Required action - Starting at the line with "a favorite afterwards." and going on through the line with "self.favorites.push(item);", reproduce each line in the records below exactly and nothing more.

Saved data entries -
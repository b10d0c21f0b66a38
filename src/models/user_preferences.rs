use serde::{Deserialize, Serialize};
use std::collections::BTreeMap;

use super::{ContentId, ContentItem};

/// How the dashboard lays out cards
#[derive(Debug, Clone, Copy, Serialize, Deserialize, PartialEq, Eq, Default)]
#[serde(rename_all = "lowercase")]
pub enum Layout {
    #[default]
    Grid,
    List,
}

/// Everything the dashboard remembers between sessions
#[derive(Debug, Clone, Serialize, Deserialize, PartialEq)]
#[serde(default)]
pub struct UserPreferences {
    /// Selected news categories
    pub categories: Vec<String>,
    /// Selected movie genres
    pub movie_genres: Vec<String>,
    /// Selected social post topics
    pub social_categories: Vec<String>,
    pub layout: Layout,
    /// Favorite items keyed by their id, in the order they were starred
    pub favorites: Vec<ContentItem>,
    /// User-defined display order; may mention ids that no longer exist
    pub content_order: Vec<ContentId>,
    /// Remembered page size per section key
    pub page_sizes: BTreeMap<String, usize>,
}

impl Default for UserPreferences {
    fn default() -> Self {
        Self::new()
    }
}

impl UserPreferences {
    /// Creates the first-session defaults
    pub fn new() -> Self {
        Self {
            categories: vec![
                "technology".to_string(),
                "sports".to_string(),
                "entertainment".to_string(),
            ],
            movie_genres: vec![
                "action".to_string(),
                "comedy".to_string(),
                "drama".to_string(),
            ],
            social_categories: vec![
                "Technology".to_string(),
                "Humor & Relatable Moments".to_string(),
            ],
            layout: Layout::Grid,
            favorites: Vec::new(),
            content_order: Vec::new(),
            page_sizes: BTreeMap::new(),
        }
    }

    pub fn is_favorite(&self, id: &ContentId) -> bool {
        self.favorites.iter().any(|item| item.id() == id)
    }

    /// Adds the item to favorites, or removes it if it is already there.
    /// Returns whether the item is a favorite afterwards.
    pub fn toggle_favorite(&mut self, item: ContentItem) -> bool {
        if let Some(pos) = self.favorites.iter().position(|f| f.id() == item.id()) {
            self.favorites.remove(pos);
            false
        } else {
            self.favorites.push(item);
            true
        }
    }

    /// Page size remembered for a section, or `default` when none was set
    ///
    /// A stored size of zero is unusable and also yields `default`.
    pub fn page_size_for(&self, section: &str, default: usize) -> usize {
        self.page_sizes
            .get(section)
            .copied()
            .filter(|&size| size > 0)
            .unwrap_or(default)
    }

    pub fn set_page_size(&mut self, section: &str, page_size: usize) {
        self.page_sizes.insert(section.to_string(), page_size);
    }
}
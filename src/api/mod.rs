pub mod handlers;
mod routes;
mod state;

pub use routes::create_router;
pub use state::AppState;
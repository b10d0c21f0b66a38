use axum::{
    routing::{get, post, put},
    Router,
};
use tower_http::trace::TraceLayer;

use super::handlers;
use super::AppState;
use crate::middleware::request_id::{make_span_with_request_id, request_id_middleware};

/// Creates the application router with all routes
///
/// Every request gets a request id before its trace span is opened.
pub fn create_router(state: AppState) -> Router {
    Router::new()
        .route("/health", get(handlers::health_check))
        .nest("/api/v1", api_routes())
        .with_state(state)
        .layer(TraceLayer::new_for_http().make_span_with(make_span_with_request_id))
        .layer(axum::middleware::from_fn(request_id_middleware))
}

/// API routes under /api/v1
fn api_routes() -> Router<AppState> {
    Router::new()
        // Content
        .route("/content/refresh", post(handlers::refresh_content))
        .route(
            "/content/errors",
            get(handlers::get_errors).delete(handlers::dismiss_errors),
        )
        // Sections
        .route("/feed/:section", get(handlers::get_feed))
        .route("/feed/:section/pages", get(handlers::get_page_links))
        .route("/feed/:section/move", post(handlers::move_item))
        .route("/feed/:section/page-size", put(handlers::set_page_size))
        .route("/trending/:tab", get(handlers::get_trending))
        // Search
        .route(
            "/search",
            get(handlers::get_search)
                .post(handlers::submit_search)
                .delete(handlers::clear_search),
        )
        .route("/search/now", get(handlers::search_now))
        // Preferences
        .route("/preferences", get(handlers::get_preferences))
        .route("/preferences/categories", put(handlers::set_categories))
        .route("/preferences/movie-genres", put(handlers::set_movie_genres))
        .route(
            "/preferences/social-categories",
            put(handlers::set_social_categories),
        )
        .route("/preferences/layout", put(handlers::set_layout))
        .route("/preferences/order", put(handlers::set_order))
        .route("/preferences/reset", post(handlers::reset_preferences))
        // Favorites
        .route("/favorites", get(handlers::get_favorites))
        .route("/favorites/toggle", post(handlers::toggle_favorite))
}
//! Deterministic social feed.
//!
//! There is no social upstream; posts come from a fixed catalog. Ids are the
//! 1-based catalog position, so a post keeps its id whichever topics are
//! selected, and counters are derived from that position instead of drawn at
//! random. Timestamps are anchored to the moment the provider was created.
use chrono::{DateTime, Duration, Utc};

use crate::{
    error::AppResult,
    models::{ContentId, SocialPost, SEARCH_CATEGORY},
    services::providers::SocialSource,
};

const MAX_SEARCH_RESULTS: usize = 5;

struct MockUser {
    name: &'static str,
    username: &'static str,
}

const USERS: [MockUser; 5] = [
    MockUser { name: "Alice Johnson", username: "alicej" },
    MockUser { name: "Bob Smith", username: "bob_smith" },
    MockUser { name: "Carlos Rivera", username: "carlosr" },
    MockUser { name: "Diana Lee", username: "dianalee" },
    MockUser { name: "Emily Chen", username: "emchen" },
];

struct CatalogPost {
    category: &'static str,
    hashtags: &'static str,
    body: &'static str,
    trending: bool,
}

const fn entry(category: &'static str, hashtags: &'static str, body: &'static str, trending: bool) -> CatalogPost {
    CatalogPost { category, hashtags, body, trending }
}

const TECHNOLOGY: &str = "Technology";
const HEALTH: &str = "Health & Wellness";
const FITNESS: &str = "Fitness";
const TRAVEL: &str = "Travel & Lifestyle";
const HUMOR: &str = "Humor & Relatable Moments";

const CATALOG: [CatalogPost; 20] = [
    entry(TECHNOLOGY, "#CI #Automation", "Moved our release checklist into a pipeline. Merging to main now ships to staging with no manual steps.", true),
    entry(TECHNOLOGY, "#Rust #Performance", "Rewrote the log parser in Rust over the weekend and the nightly batch went from forty minutes to six.", true),
    entry(TECHNOLOGY, "#Testing #Containers", "Spinning up throwaway databases per test run finally killed our flaky integration suite.", false),
    entry(TECHNOLOGY, "#Observability", "Added request ids to every log line. Tracing a bad request across services takes seconds now.", false),
    entry(HEALTH, "#Mindfulness #Mornings", "Ten quiet minutes before opening any screen has made the whole morning calmer.", true),
    entry(HEALTH, "#Hydration #Habits", "Swapped the afternoon soda for sparkling water with lemon. No more three o'clock crash.", false),
    entry(HEALTH, "#Ergonomics #DeskLife", "Raised the monitor to eye level and the neck ache I blamed on stress is gone.", true),
    entry(HEALTH, "#Sleep #Routine", "Phone charges in the kitchen overnight now. Falling asleep has never been easier.", false),
    entry(FITNESS, "#Running #Progress", "First 10k without stopping. Six months ago I could barely run to the bus stop.", true),
    entry(FITNESS, "#Strength #Consistency", "Three short lifting sessions a week beat the two-hour marathons I never kept up.", false),
    entry(FITNESS, "#Mobility #Recovery", "Fifteen minutes of stretching after every ride and my knees have stopped complaining.", false),
    entry(FITNESS, "#Cycling #Commute", "Biked to work every day this month. Saved on fuel and gained a lot of energy.", true),
    entry(TRAVEL, "#SlowTravel #Trains", "Took the night train across the mountains instead of flying and woke up to snow peaks.", true),
    entry(TRAVEL, "#Minimalism #CarryOn", "Two weeks abroad with one backpack. Packing less meant worrying less.", false),
    entry(TRAVEL, "#LocalFood #Markets", "The best meal of the trip came from a market stall with no menu and a very patient cook.", false),
    entry(TRAVEL, "#Stargazing #Camping", "No signal and no city lights, just a sky full of stars above the campsite.", true),
    entry(HUMOR, "#DevLife #SmallWins", "The build passed on the first try and now I trust nothing.", true),
    entry(HUMOR, "#Debugging #Classic", "Spent an hour on the bug, then found the typo while explaining it to the rubber duck.", true),
    entry(HUMOR, "#Mondays #Legacy", "Opened Friday's code on Monday morning and could not understand who wrote it. It was me.", false),
    entry(HUMOR, "#Meetings #Relatable", "That meeting could have been an email, and the email could have been a thumbs-up.", true),
];

/// Mock social source over a fixed catalog
pub struct MockSocialProvider {
    anchor: DateTime<Utc>,
}

impl Default for MockSocialProvider {
    fn default() -> Self {
        Self::new()
    }
}

impl MockSocialProvider {
    pub fn new() -> Self {
        Self::anchored_at(Utc::now())
    }

    pub fn anchored_at(anchor: DateTime<Utc>) -> Self {
        Self { anchor }
    }

    /// Every topic in the catalog, in catalog order
    pub fn categories() -> Vec<&'static str> {
        let mut categories: Vec<&'static str> = Vec::new();
        for post in &CATALOG {
            if !categories.contains(&post.category) {
                categories.push(post.category);
            }
        }
        categories
    }

    fn post(&self, index: usize, entry: &CatalogPost) -> SocialPost {
        let user = &USERS[index % USERS.len()];
        let seed = index as u32;

        SocialPost {
            id: ContentId::from(index as u64 + 1),
            user_id: (index % USERS.len()) as u32 + 1,
            title: entry.hashtags.to_string(),
            body: entry.body.to_string(),
            image: Some(format!("https://picsum.photos/seed/post-{}/400/300", index + 1)),
            username: user.name.to_string(),
            handle: Some(format!("@{}", user.username)),
            avatar: Some(format!("https://i.pravatar.cc/150?u={}", user.username)),
            category: entry.category.to_string(),
            timestamp: self.anchor - Duration::hours(7 * i64::from(seed) + 1),
            likes: 10 + (seed * 7_919) % 990,
            comments: 1 + (seed * 131) % 99,
            shares: 1 + (seed * 37) % 49,
            trending: entry.trending,
        }
    }

    fn catalog(&self) -> impl Iterator<Item = SocialPost> + '_ {
        CATALOG
            .iter()
            .enumerate()
            .map(|(index, entry)| self.post(index, entry))
    }
}

#[async_trait::async_trait]
impl SocialSource for MockSocialProvider {
    async fn fetch_posts(&self, categories: &[String]) -> AppResult<Vec<SocialPost>> {
        let posts: Vec<SocialPost> = self
            .catalog()
            .filter(|post| categories.is_empty() || categories.contains(&post.category))
            .collect();

        tracing::debug!(
            categories = ?categories,
            posts = posts.len(),
            provider = "mock_social",
            "Social posts generated"
        );

        Ok(posts)
    }

    async fn search_posts(&self, query: &str) -> AppResult<Vec<SocialPost>> {
        let needle = query.trim().to_lowercase();
        if needle.is_empty() {
            return Ok(Vec::new());
        }

        Ok(self
            .catalog()
            .filter(|post| {
                post.title.to_lowercase().contains(&needle) || post.body.to_lowercase().contains(&needle)
            })
            .take(MAX_SEARCH_RESULTS)
            .map(|post| SocialPost {
                category: SEARCH_CATEGORY.to_string(),
                ..post
            })
            .collect())
    }

    fn name(&self) -> &'static str {
        "social"
    }
}

#[cfg(test)]
mod tests {
    use super::*;

    #[tokio::test]
    async fn test_all_posts_when_no_category() {
        let provider = MockSocialProvider::new();
        let posts = provider.fetch_posts(&[]).await.unwrap();
        assert_eq!(posts.len(), CATALOG.len());
        assert_eq!(MockSocialProvider::categories().len(), 5);
    }

    #[tokio::test]
    async fn test_ids_survive_category_filter() {
        let provider = MockSocialProvider::new();
        let all = provider.fetch_posts(&[]).await.unwrap();
        let fitness = provider.fetch_posts(&[FITNESS.to_string()]).await.unwrap();

        assert_eq!(fitness.len(), 4);
        for post in &fitness {
            let same = all.iter().find(|p| p.id == post.id).unwrap();
            assert_eq!(same, post);
        }
    }

    #[test]
    fn test_repeated_fetches_are_identical() {
        let provider = MockSocialProvider::new();
        let first = tokio_test::assert_ok!(tokio_test::block_on(provider.fetch_posts(&[])));
        let second = tokio_test::assert_ok!(tokio_test::block_on(provider.fetch_posts(&[])));
        assert_eq!(first, second);
    }

    #[tokio::test]
    async fn test_counters_within_bounds() {
        let provider = MockSocialProvider::new();
        for post in provider.fetch_posts(&[]).await.unwrap() {
            assert!((10..1000).contains(&post.likes));
            assert!((1..100).contains(&post.comments));
            assert!((1..50).contains(&post.shares));
            assert!(post.handle.as_deref().unwrap().starts_with('@'));
        }
    }

    #[tokio::test]
    async fn test_search_is_case_insensitive_over_title_and_body() {
        let provider = MockSocialProvider::new();

        let by_body = provider.search_posts("RUBBER duck").await.unwrap();
        assert_eq!(by_body.len(), 1);
        assert_eq!(by_body[0].category, SEARCH_CATEGORY);

        let by_title = provider.search_posts("#rust").await.unwrap();
        assert_eq!(by_title.len(), 1);
        assert_eq!(by_title[0].id, ContentId::from(2u64));
    }

    #[tokio::test]
    async fn test_search_is_capped() {
        let provider = MockSocialProvider::new();
        // "the" appears in most bodies
        let results = provider.search_posts("the").await.unwrap();
        assert_eq!(results.len(), MAX_SEARCH_RESULTS);
        assert!(provider.search_posts("  ").await.unwrap().is_empty());
    }
}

Result of this exercise -
    /// Returns whether the item is a favorite afterwards.
    pub fn toggle_favorite(&mut self, item: ContentItem) -> bool {
        if let Some(pos) = self.favorites.iter().position(|f| f.id() == item.id()) {
            self.favorites.remove(pos);
            false
        } else {
            self.favorites.push(item);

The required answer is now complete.